This will accept an arbitrary vector of bitplanes to use. They will be filled in the order specified. Obviously, the values in the 'bitplanes' vector must be unique. The host image is upscaled only enough to make the payload fit in the specified bitplanes.
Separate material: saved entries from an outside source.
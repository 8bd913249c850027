use std::collections::HashMap;

use anyhow::Context as _;
use async_trait::async_trait;
use chrono::{DateTime, Utc};
use common::Vehicle;
use futures::future;
use telemetry::{PositionChange, Result, TelemetryStore, bounded};
use tokio::sync::{broadcast, watch};
use tokio::time::MissedTickBehavior;
use tracing::{debug, error, info, warn};
use tracking::{
    Alert, FleetSnapshot, Reconstructor, TrackingConfig, VehicleStatus, scan, snapshot,
};

use crate::config::MonitorConfig;

/// Wall-clock access point. The core takes `now` as an argument everywhere;
/// only the monitor reads the clock, and only through this trait.
pub trait Clock: Send + Sync {
    fn now_utc(&self) -> DateTime<Utc>;
}

#[derive(Debug, Clone, Copy, Default)]
pub struct SystemClock;

impl Clock for SystemClock {
    fn now_utc(&self) -> DateTime<Utc> {
        Utc::now()
    }
}

/// Downstream operator-notification boundary. The monitor's obligation ends
/// at handing over the alerts; persistence, acknowledgement, and
/// deduplication across refreshes live behind this trait.
#[async_trait]
pub trait AlertSink: Send + Sync {
    async fn publish(&self, alerts: &[Alert]) -> anyhow::Result<()>;
}

/// Drives the pure tracking core: refreshes the fleet snapshot on a fixed
/// interval, rescans changed vehicles on store notifications, and forwards
/// detected alerts to the sink.
pub struct FleetMonitor<S, K, C = SystemClock> {
    store: S,
    sink: K,
    clock: C,
    fleet: Vec<Vehicle>,
    config: MonitorConfig,
    tracking: TrackingConfig,
}

impl<S, K, C> FleetMonitor<S, K, C>
where
    S: TelemetryStore + Clone,
    K: AlertSink,
    C: Clock,
{
    pub const fn new(
        store: S, sink: K, clock: C, fleet: Vec<Vehicle>, config: MonitorConfig,
        tracking: TrackingConfig,
    ) -> Self {
        Self { store, sink, clock, fleet, config, tracking }
    }

    /// Reads every vehicle's last position and derives a fresh fleet snapshot.
    /// Each store call is bounded by the configured deadline.
    ///
    /// # Errors
    ///
    /// Propagates store errors unchanged; deadline elapse surfaces as a
    /// retryable `StoreUnavailable`.
    pub async fn poll_once(&self) -> Result<FleetSnapshot> {
        let now = self.clock.now_utc();
        let mut positions = HashMap::new();

        for vehicle in &self.fleet {
            let last = bounded(
                self.config.store_timeout,
                "last position read",
                self.store.last_position(&vehicle.id),
            )
            .await?;
            if let Some(position) = last {
                positions.insert(vehicle.id.clone(), position);
            }
        }

        let snapshot = snapshot(&self.fleet, &positions, now, &self.tracking);
        debug!(
            en_route = snapshot.en_route,
            stopped = snapshot.stopped,
            offline = snapshot.offline,
            "fleet snapshot refreshed"
        );
        Ok(snapshot)
    }

    /// Reconstructs the trailing alert window for one vehicle and scans it.
    ///
    /// # Errors
    ///
    /// Propagates window, store, and telemetry validation errors unchanged.
    pub async fn scan_vehicle(&self, vehicle_id: &str) -> Result<Vec<Alert>> {
        let now = self.clock.now_utc();
        let from = now - self.config.alert_window;
        let reconstructor = Reconstructor::new(self.store.clone(), self.tracking.clone());

        let trajectory = bounded(
            self.config.store_timeout,
            "trajectory range read",
            reconstructor.reconstruct(vehicle_id, from, now),
        )
        .await?;

        Ok(scan(&trajectory.positions, &self.tracking))
    }

    /// One full refresh: snapshot, per-vehicle alert scan, publish.
    async fn tick(&self) -> anyhow::Result<FleetSnapshot> {
        let snapshot = self.poll_once().await.context("refreshing fleet snapshot")?;

        let mut alerts = Vec::new();
        for vehicle in &self.fleet {
            // offline vehicles have no fresh telemetry to scan
            if snapshot.statuses.get(&vehicle.id) == Some(&VehicleStatus::Offline) {
                continue;
            }
            let found = self
                .scan_vehicle(&vehicle.id)
                .await
                .with_context(|| format!("scanning {}", vehicle.display_name()))?;
            alerts.extend(found);
        }

        if !alerts.is_empty() {
            info!(count = alerts.len(), "publishing alerts");
            self.sink.publish(&alerts).await.context("publishing alerts")?;
        }

        Ok(snapshot)
    }

    async fn on_change(&self, change: PositionChange) {
        debug!(vehicle_id = %change.vehicle_id, "position change notification");
        match self.scan_vehicle(&change.vehicle_id).await {
            Ok(alerts) if !alerts.is_empty() => {
                if let Err(err) = self.sink.publish(&alerts).await {
                    error!(error = %err, vehicle_id = %change.vehicle_id, "failed to publish alerts");
                }
            }
            Ok(_) => {}
            Err(err) => {
                error!(error = %err, vehicle_id = %change.vehicle_id, "change-triggered scan failed");
            }
        }
    }

    /// Runs until the shutdown signal flips to `true`. Each refresh is
    /// independent and idempotent, so a failed tick is logged and the next one
    /// retries; duplicate alerts across refreshes are a sink concern.
    ///
    /// # Errors
    ///
    /// Returns an error only when the change-feed subscription itself cannot
    /// be established.
    pub async fn run(&self, mut shutdown: watch::Receiver<bool>) -> anyhow::Result<()> {
        let mut changes = Some(
            self.store.subscribe_changes().await.context("subscribing to position changes")?,
        );
        let mut ticks = tokio::time::interval(self.config.poll_interval);
        ticks.set_missed_tick_behavior(MissedTickBehavior::Skip);

        info!(
            vehicles = self.fleet.len(),
            interval = ?self.config.poll_interval,
            "fleet monitor started"
        );

        loop {
            tokio::select! {
                _ = ticks.tick() => {
                    if let Err(err) = self.tick().await {
                        error!(error = %err, "fleet poll failed");
                    }
                }
                change = next_change(&mut changes) => match change {
                    Ok(change) => self.on_change(change).await,
                    Err(broadcast::error::RecvError::Lagged(skipped)) => {
                        warn!(skipped, "change feed lagged, next poll will catch up");
                    }
                    Err(broadcast::error::RecvError::Closed) => {
                        warn!("change feed closed, falling back to polling only");
                        changes = None;
                    }
                },
                changed = shutdown.changed() => {
                    // a dropped sender also means shut down
                    if changed.is_err() || *shutdown.borrow_and_update() {
                        break;
                    }
                }
            }
        }

        info!("fleet monitor stopped");
        Ok(())
    }
}

// Pends forever once the feed is gone so the select loop keeps polling.
async fn next_change(
    changes: &mut Option<broadcast::Receiver<PositionChange>>,
) -> std::result::Result<PositionChange, broadcast::error::RecvError> {
    match changes {
        Some(receiver) => receiver.recv().await,
        None => future::pending().await,
    }
}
Note that all of these examples vectorize the payload, and so payload fitment isn't strictly dependent on the interaction between host and payload geometries. Fitment is dependent only the image area (and the number of bitplanes in this case).
% parameters
bitplane = [1 2];
outputname = 'hppict.png';
% prepare host and payload images
Hpict = imread('cameraman.tif');
Ppict = imread('peppers.png');
payloadsize = size(Ppict);
hostsize = size(Hpict);
newh = ceil(hostsize(1) * sqrt((prod(payloadsize)*8+48)/(prod(hostsize(1:2))*numel(bitplane))))
newh = 1537
if newh>hostsize(1)
Hpict = imresize(Hpict,[newh NaN]);
hostsize = size(Hpict);
end
% convert size and data to binary, vectorize
% insert into host at LSB, write
sizevec = reshape(dec2bin(uint16(payloadsize),16).',[],1)=='1';
Ppict = dec2bin(Ppict,8).' == '1';
Ppict = [sizevec; Ppict(:)]; % first 48 bits are size vector
Hlsb = zeros([hostsize(1:2) numel(bitplane)],'uint8');
for p = 1:numel(bitplane)
Hlsb(:,:,p) = bitget(Hpict,bitplane(p));
end
Hlsb(1:numel(Ppict)) = Ppict;
HPpict = Hpict;
for p = 1:numel(bitplane)
HPpict = bitset(HPpict,bitplane(p),Hlsb(:,:,p)); % host with payload
end
imwrite(HPpict,outputname)
% read image, extract payload, rectify
HPpict = imread(outputname);
HPlsb = zeros([hostsize(1:2) numel(bitplane)],'uint8');
for p = 1:numel(bitplane)
HPlsb(:,:,p) = bitget(HPpict,bitplane(p));
end
payloadsize = bin2dec(num2str(reshape(HPlsb(1:48),16,3).')).' % extract size vector
payloadsize = 1×3
384 512 3
PRpict = reshape(HPlsb(49:prod(payloadsize)*8+48),8,[]).';
PRpict = uint8(reshape(bin2dec(num2str(PRpict)),payloadsize));
imshow(PRpict);
elma ozge
elma ozge 2022년 1월 24일
Thanks.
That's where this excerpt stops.